RECORDS SUPPLIED —
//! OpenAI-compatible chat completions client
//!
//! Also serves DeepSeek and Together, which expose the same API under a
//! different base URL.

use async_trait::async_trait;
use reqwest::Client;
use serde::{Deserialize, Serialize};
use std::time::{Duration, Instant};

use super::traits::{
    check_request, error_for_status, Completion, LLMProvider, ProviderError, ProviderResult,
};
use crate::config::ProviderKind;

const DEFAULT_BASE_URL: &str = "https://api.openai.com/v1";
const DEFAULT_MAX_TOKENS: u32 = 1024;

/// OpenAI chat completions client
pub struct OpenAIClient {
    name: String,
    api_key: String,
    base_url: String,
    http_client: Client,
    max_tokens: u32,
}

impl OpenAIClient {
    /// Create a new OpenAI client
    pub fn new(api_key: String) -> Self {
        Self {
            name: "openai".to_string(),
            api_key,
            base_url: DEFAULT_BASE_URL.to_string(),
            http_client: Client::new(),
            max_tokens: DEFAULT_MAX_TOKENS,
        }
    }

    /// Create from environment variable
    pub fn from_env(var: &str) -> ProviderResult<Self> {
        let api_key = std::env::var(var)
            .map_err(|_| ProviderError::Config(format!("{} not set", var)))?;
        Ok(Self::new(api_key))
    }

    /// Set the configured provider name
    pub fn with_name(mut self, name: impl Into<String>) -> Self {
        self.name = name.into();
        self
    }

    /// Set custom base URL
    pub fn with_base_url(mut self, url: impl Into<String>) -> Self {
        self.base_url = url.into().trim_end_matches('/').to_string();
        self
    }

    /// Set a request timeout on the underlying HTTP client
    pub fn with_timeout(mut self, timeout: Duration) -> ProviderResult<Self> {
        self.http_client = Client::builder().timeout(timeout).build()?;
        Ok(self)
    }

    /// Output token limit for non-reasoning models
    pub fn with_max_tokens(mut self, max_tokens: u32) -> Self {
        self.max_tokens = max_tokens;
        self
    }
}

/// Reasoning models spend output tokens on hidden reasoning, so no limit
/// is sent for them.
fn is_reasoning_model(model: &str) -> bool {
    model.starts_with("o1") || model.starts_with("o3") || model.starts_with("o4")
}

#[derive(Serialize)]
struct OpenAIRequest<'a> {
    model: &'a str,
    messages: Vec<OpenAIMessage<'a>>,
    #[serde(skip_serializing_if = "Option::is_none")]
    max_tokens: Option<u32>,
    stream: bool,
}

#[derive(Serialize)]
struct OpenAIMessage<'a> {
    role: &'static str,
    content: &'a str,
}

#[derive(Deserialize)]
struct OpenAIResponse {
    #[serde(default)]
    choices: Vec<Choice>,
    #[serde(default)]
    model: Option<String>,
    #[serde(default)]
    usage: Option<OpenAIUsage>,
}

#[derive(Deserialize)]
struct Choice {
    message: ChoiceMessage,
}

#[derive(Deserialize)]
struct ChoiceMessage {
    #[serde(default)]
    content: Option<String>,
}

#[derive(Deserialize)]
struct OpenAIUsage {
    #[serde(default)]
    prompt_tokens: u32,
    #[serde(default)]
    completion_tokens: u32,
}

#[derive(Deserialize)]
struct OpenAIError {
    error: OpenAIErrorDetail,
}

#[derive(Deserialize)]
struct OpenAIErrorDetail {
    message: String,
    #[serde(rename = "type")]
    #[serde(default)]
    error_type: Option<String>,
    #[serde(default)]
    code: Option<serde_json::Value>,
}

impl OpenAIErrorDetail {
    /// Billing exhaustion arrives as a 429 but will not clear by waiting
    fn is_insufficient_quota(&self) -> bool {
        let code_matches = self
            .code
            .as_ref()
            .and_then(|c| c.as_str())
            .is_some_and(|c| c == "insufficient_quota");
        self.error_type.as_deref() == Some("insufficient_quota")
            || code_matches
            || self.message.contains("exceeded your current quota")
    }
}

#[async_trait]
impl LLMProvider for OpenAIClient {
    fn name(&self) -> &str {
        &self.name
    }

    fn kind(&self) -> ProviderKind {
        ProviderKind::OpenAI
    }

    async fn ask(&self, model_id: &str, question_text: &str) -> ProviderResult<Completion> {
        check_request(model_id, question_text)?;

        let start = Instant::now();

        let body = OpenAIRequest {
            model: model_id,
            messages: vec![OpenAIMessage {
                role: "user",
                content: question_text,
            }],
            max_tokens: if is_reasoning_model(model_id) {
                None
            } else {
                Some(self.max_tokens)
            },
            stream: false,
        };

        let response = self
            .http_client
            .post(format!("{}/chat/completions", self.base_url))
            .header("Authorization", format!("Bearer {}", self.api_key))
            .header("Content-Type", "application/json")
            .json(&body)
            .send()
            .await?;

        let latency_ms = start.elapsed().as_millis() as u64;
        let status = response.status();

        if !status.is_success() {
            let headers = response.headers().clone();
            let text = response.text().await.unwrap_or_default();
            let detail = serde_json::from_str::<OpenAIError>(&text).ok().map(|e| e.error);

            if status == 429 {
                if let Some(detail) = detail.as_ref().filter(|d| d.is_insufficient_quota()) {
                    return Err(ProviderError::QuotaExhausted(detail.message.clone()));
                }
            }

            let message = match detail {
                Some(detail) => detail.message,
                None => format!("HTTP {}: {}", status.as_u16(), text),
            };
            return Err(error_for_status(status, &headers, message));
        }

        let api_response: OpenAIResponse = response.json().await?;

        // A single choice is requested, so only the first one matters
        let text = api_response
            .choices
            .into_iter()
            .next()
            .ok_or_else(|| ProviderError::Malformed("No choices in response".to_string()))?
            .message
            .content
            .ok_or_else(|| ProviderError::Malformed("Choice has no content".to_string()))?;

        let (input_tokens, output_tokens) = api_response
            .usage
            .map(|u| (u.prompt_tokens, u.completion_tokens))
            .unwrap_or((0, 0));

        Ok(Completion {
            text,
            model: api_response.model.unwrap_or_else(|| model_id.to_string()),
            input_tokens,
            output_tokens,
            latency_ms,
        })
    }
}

---

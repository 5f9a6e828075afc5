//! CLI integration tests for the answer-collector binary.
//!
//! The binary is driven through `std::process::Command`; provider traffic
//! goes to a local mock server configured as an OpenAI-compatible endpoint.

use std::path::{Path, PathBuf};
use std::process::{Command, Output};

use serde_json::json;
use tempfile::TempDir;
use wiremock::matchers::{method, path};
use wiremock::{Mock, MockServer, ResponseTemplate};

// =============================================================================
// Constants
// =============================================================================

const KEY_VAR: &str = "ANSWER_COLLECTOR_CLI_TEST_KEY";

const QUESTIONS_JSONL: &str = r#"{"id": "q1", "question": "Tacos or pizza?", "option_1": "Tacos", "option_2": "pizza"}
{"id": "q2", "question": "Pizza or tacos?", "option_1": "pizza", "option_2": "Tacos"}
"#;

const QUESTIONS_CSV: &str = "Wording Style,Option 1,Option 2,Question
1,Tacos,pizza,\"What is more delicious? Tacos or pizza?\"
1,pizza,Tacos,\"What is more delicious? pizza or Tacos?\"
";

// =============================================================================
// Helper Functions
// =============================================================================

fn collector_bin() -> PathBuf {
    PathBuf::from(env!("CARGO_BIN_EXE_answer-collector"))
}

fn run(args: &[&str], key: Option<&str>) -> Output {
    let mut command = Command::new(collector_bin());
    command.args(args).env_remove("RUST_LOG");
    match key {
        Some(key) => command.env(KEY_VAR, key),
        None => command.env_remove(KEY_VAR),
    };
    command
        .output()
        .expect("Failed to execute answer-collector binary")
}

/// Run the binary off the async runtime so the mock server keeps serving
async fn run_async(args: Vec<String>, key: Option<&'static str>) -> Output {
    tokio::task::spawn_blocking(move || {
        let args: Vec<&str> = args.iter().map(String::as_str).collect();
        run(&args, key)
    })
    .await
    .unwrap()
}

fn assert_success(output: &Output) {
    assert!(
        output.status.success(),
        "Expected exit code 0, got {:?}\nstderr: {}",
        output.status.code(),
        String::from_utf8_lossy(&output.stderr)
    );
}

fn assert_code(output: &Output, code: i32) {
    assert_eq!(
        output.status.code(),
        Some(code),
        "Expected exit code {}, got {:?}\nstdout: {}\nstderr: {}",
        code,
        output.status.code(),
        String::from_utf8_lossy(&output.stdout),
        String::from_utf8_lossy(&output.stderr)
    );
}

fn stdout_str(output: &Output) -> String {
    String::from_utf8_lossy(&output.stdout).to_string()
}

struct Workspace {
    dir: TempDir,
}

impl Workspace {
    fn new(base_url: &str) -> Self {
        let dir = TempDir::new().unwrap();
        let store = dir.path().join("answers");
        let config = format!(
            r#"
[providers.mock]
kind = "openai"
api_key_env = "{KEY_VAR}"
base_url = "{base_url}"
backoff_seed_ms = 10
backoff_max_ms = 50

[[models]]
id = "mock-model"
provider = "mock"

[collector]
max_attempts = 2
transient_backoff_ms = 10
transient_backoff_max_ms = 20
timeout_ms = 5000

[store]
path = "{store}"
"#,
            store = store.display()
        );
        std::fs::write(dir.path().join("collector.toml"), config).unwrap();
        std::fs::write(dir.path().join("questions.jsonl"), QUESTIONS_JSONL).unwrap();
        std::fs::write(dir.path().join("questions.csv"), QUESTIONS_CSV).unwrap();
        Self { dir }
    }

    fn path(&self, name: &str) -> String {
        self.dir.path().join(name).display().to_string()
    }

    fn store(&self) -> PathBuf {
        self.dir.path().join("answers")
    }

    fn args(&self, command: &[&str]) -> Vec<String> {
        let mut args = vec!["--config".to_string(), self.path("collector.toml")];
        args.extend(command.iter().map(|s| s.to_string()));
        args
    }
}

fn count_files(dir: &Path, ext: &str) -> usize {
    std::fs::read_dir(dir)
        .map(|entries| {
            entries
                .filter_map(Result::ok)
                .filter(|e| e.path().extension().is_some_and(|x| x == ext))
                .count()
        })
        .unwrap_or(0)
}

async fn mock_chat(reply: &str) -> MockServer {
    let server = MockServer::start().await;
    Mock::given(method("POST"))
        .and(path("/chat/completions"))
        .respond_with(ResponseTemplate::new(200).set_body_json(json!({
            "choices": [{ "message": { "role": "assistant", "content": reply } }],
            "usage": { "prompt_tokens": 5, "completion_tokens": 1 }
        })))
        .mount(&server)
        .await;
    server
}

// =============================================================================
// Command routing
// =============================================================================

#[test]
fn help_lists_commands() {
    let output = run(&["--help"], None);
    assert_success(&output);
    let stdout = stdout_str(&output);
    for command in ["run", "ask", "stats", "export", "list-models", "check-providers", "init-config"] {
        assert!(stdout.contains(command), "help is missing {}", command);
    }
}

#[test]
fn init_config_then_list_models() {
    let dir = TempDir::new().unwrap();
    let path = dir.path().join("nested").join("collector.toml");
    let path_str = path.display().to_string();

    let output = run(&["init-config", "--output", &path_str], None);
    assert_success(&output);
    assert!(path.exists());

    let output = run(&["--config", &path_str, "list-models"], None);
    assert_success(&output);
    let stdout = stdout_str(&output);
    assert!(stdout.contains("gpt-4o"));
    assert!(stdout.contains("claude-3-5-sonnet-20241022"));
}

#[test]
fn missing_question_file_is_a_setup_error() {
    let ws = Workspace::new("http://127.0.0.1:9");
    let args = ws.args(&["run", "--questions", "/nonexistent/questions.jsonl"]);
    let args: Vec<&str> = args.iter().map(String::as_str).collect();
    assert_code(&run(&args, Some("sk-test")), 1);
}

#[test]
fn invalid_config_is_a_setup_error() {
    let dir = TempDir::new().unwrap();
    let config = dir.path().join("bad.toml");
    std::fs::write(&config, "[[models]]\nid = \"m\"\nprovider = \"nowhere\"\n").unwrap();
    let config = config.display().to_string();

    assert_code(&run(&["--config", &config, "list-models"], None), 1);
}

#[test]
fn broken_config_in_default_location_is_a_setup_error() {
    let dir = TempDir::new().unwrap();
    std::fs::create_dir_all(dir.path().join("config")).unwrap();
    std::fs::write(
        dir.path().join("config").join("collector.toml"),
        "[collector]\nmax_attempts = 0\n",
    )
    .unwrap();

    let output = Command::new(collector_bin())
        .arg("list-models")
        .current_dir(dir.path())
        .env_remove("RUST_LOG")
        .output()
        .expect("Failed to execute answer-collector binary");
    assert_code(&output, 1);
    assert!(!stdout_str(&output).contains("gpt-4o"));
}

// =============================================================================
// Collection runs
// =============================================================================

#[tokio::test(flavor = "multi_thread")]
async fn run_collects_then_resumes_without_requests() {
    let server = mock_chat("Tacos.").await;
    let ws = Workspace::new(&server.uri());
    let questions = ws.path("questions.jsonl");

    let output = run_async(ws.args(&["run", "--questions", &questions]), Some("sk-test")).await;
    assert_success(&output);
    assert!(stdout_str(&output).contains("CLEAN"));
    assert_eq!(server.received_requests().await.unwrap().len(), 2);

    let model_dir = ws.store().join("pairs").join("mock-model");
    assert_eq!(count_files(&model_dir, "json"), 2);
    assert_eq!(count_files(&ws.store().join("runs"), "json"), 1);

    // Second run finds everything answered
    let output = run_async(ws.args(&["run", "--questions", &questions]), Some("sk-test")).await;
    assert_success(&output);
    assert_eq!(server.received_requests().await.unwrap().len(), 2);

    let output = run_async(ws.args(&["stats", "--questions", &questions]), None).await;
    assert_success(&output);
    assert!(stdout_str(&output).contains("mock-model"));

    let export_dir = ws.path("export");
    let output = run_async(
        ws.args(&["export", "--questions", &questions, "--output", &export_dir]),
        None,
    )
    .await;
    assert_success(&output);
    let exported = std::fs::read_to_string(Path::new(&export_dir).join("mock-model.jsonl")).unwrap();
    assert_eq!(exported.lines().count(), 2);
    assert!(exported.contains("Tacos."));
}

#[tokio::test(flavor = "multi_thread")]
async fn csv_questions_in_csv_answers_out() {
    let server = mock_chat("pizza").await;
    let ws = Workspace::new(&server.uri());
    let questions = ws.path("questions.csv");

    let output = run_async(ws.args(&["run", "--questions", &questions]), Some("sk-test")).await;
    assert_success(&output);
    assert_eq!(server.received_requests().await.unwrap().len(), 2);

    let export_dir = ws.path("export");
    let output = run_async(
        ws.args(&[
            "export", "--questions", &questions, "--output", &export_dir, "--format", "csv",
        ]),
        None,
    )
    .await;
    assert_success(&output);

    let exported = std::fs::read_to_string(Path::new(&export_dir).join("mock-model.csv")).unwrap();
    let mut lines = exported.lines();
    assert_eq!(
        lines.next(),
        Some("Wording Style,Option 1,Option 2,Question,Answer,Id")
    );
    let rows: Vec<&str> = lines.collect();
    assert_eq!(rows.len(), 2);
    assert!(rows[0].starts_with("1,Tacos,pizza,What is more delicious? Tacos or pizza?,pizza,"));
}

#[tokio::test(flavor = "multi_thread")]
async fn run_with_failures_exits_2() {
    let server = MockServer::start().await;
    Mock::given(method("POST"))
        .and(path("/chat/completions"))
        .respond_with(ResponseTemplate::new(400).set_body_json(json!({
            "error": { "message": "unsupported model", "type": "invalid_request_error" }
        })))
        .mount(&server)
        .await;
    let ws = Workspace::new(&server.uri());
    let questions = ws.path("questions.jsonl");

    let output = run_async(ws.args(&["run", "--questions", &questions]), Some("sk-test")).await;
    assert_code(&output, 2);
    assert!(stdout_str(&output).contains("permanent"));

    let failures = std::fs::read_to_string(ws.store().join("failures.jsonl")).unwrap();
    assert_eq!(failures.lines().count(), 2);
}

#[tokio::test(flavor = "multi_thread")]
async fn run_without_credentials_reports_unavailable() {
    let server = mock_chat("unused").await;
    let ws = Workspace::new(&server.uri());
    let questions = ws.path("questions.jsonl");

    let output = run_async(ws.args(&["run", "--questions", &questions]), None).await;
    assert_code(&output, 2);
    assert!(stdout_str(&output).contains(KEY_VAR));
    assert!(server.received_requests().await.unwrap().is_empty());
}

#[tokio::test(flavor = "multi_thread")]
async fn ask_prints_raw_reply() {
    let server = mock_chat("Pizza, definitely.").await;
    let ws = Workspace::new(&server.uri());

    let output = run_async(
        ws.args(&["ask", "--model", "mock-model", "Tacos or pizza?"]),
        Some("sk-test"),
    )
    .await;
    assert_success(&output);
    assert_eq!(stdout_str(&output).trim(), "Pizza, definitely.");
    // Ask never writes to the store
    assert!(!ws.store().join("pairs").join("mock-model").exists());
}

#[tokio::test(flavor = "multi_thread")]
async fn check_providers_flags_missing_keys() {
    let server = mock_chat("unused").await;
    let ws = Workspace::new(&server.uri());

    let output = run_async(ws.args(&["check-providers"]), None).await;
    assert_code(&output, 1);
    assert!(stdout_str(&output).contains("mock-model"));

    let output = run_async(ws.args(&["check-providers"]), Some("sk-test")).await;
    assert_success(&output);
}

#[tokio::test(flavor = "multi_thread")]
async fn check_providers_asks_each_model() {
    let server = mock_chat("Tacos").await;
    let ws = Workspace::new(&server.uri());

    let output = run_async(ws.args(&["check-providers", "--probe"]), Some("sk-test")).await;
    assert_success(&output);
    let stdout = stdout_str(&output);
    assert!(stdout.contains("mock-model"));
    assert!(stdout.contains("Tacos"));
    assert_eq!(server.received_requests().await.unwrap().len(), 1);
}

WHAT YOU ARE ASKED TO DO — Set down, unchanged, only those lines above that fall between the line with "const KEY_VAR: &str" and the line with "const QUESTIONS_CSV: &str", the two end lines included.

ANSWER FOR THIS EXERCISE —
const KEY_VAR: &str = "ANSWER_COLLECTOR_CLI_TEST_KEY";

const QUESTIONS_JSONL: &str = r#"{"id": "q1", "question": "Tacos or pizza?", "option_1": "Tacos", "option_2": "pizza"}
{"id": "q2", "question": "Pizza or tacos?", "option_1": "pizza", "option_2": "Tacos"}
"#;

const QUESTIONS_CSV: &str = "Wording Style,Option 1,Option 2,Question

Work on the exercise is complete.